-- Opening Marker --

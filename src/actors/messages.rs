//! Message types for actor communication
//!
//! Each service monitor actor owns an mpsc command channel and publishes its
//! timer state on a watch channel. Replies travel back over oneshot channels.

use tokio::sync::oneshot;

use crate::checker::CheckOutcome;

/// Commands that can be sent to a ServiceMonitorActor
#[derive(Debug)]
pub enum ServiceCommand {
    /// Run a check right away, outside the timer cadence
    ///
    /// Replies with `None` when a check for the service is already in flight.
    CheckNow {
        respond_to: oneshot::Sender<Option<CheckOutcome>>,
    },

    /// Stop issuing checks
    ///
    /// The actor waits for its in-flight check to be stored and then exits.
    Shutdown,
}

/// Lifecycle of one service's timer
///
/// ```text
/// Idle -> Scheduled -> Running -> Scheduled -> ... -> Cancelled
/// ```
#[derive(Debug, Clone, Copy, PartialEq, Eq)]
pub enum TimerState {
    /// Spawned, the timer has not started yet
    Idle,

    /// Waiting for the next tick
    Scheduled,

    /// A check is in flight
    Running,

    /// Shut down; no further checks will run
    Cancelled,
}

-- Closing Marker --

:: THE PROBLEM ::
Output the full listing above without altering a single word.

:: WORKED SOLUTION ::
filename src/actors/messages.rs
//! Message types for actor communication
//!
//! Each service monitor actor owns an mpsc command channel and publishes its
//! timer state on a watch channel. Replies travel back over oneshot channels.

use tokio::sync::oneshot;

use crate::checker::CheckOutcome;

/// Commands that can be sent to a ServiceMonitorActor
#[derive(Debug)]
pub enum ServiceCommand {
    /// Run a check right away, outside the timer cadence
    ///
    /// Replies with `None` when a check for the service is already in flight.
    CheckNow {
        respond_to: oneshot::Sender<Option<CheckOutcome>>,
    },

    /// Stop issuing checks
    ///
    /// The actor waits for its in-flight check to be stored and then exits.
    Shutdown,
}

/// Lifecycle of one service's timer
///
/// ```text
/// Idle -> Scheduled -> Running -> Scheduled -> ... -> Cancelled
/// ```
#[derive(Debug, Clone, Copy, PartialEq, Eq)]
pub enum TimerState {
    /// Spawned, the timer has not started yet
    Idle,

    /// Waiting for the next tick
    Scheduled,

    /// A check is in flight
    Running,

    /// Shut down; no further checks will run
    Cancelled,
}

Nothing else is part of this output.